After closing out 2015 trading in and around $1.50 the share price was cut in half early in 2016 as the the company announced that it was going to zoom its focus in on its cancer immunotherapy pipeline. That drop however started reversing in February and by June shares had climbed over $2 per.

Then the bad news hit.  The Independent Data Monitoring Committee (IDMC) conducting an analysis of Galena's Phase III clinical trial for NeuVax™ recommended that the trial be stopped due to futility.   
I'm not going to go into detail about the PRESENT clinical trial because I don't have the requisite background and there's plenty of information out there already providing a more in depth look. All I will add is that it appears that the drug arm of the event based trial did not significantly outperform the placebo arm.  One aspect that is interesting however is the wording used by the IDMC which is disclosed in the company's 8k of  June 27th 2016:

At this time the DMC recommends that the study be stopped for futility unless it is determined that there has been a systematic reversal in the study drug treatments in the two arms, in which case the IDMC should reevaluate the clinical evidence. 

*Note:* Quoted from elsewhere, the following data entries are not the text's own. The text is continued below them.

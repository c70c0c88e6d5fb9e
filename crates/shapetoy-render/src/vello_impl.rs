//! Vello-based renderer implementation.

use crate::renderer::{DrawCommand, RenderResult, Renderer};
use kurbo::{Affine, Stroke};
use peniko::{Color, Fill};
use vello::Scene;

/// Renderer that records draw lists into a Vello scene.
pub struct VelloRenderer {
    scene: Scene,
}

impl Default for VelloRenderer {
    fn default() -> Self {
        Self::new()
    }
}

impl VelloRenderer {
    /// Create a new Vello renderer.
    pub fn new() -> Self {
        Self { scene: Scene::new() }
    }

    /// Get the built scene for rendering.
    pub fn scene(&self) -> &Scene {
        &self.scene
    }

    /// Take ownership of the scene (resets internal scene).
    pub fn take_scene(&mut self) -> Scene {
        std::mem::take(&mut self.scene)
    }
}

impl Renderer for VelloRenderer {
    fn draw(&mut self, commands: &[DrawCommand]) -> RenderResult<()> {
        self.scene.reset();
        let transform = Affine::IDENTITY;

        for command in commands {
            match command {
                // The scene was reset above; the render target's base color shows through
                DrawCommand::Clear { .. } => {}
                DrawCommand::FillRect { rect, color } => {
                    self.scene.fill(Fill::NonZero, transform, Color::from(*color), None, rect);
                }
                DrawCommand::FillCircle { circle, color } => {
                    self.scene.fill(Fill::NonZero, transform, Color::from(*color), None, circle);
                }
                DrawCommand::StrokeRect { rect, color, width } => {
                    let stroke = Stroke::new(*width);
                    self.scene.stroke(&stroke, transform, Color::from(*color), None, rect);
                }
                DrawCommand::StrokeCircle { circle, color, width } => {
                    let stroke = Stroke::new(*width);
                    self.scene.stroke(&stroke, transform, Color::from(*color), None, circle);
                }
            }
        }

        log::trace!("Vello scene rebuilt from {} commands", commands.len());
        Ok(())
    }
}

#[cfg(test)]
mod tests {
    use super::*;
    use kurbo::{Circle, Rect};
    use shapetoy_core::shapes::ShapeColor;

    #[test]
    fn test_draw_fills_scene_and_take_resets() {
        let mut renderer = VelloRenderer::new();
        let commands = [
            DrawCommand::Clear {
                area: Rect::new(0.0, 0.0, 800.0, 600.0),
            },
            DrawCommand::FillCircle {
                circle: Circle::new((50.0, 50.0), 50.0),
                color: ShapeColor::red(),
            },
            DrawCommand::StrokeCircle {
                circle: Circle::new((50.0, 50.0), 51.5),
                color: ShapeColor::blue(),
                width: 3.0,
            },
        ];
        renderer.draw(&commands).unwrap();
        assert!(!renderer.scene().encoding().is_empty());

        let _scene = renderer.take_scene();
        assert!(renderer.scene().encoding().is_empty());
    }
}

The IDMC recommends that this be investigated as quickly as possible and, in the meantime, that this information be disclosed only to any individual(s) with a need to know about the procedures used to clarify the current situation. Finally, the DMC requests that Galena Biopharma inform the IDMC members of the outcome of this investigation and any decision with respect to discontinuation of the clinical trial as soon as possible. 

I don't want to read too much into the verbiage used, but it appears to me there is some "wiggle room" and that perhaps PRESENT could be re-started.  However I consider that to be a faint hope and something that shareholders might cling onto even though it appears to me as likely unrealistic.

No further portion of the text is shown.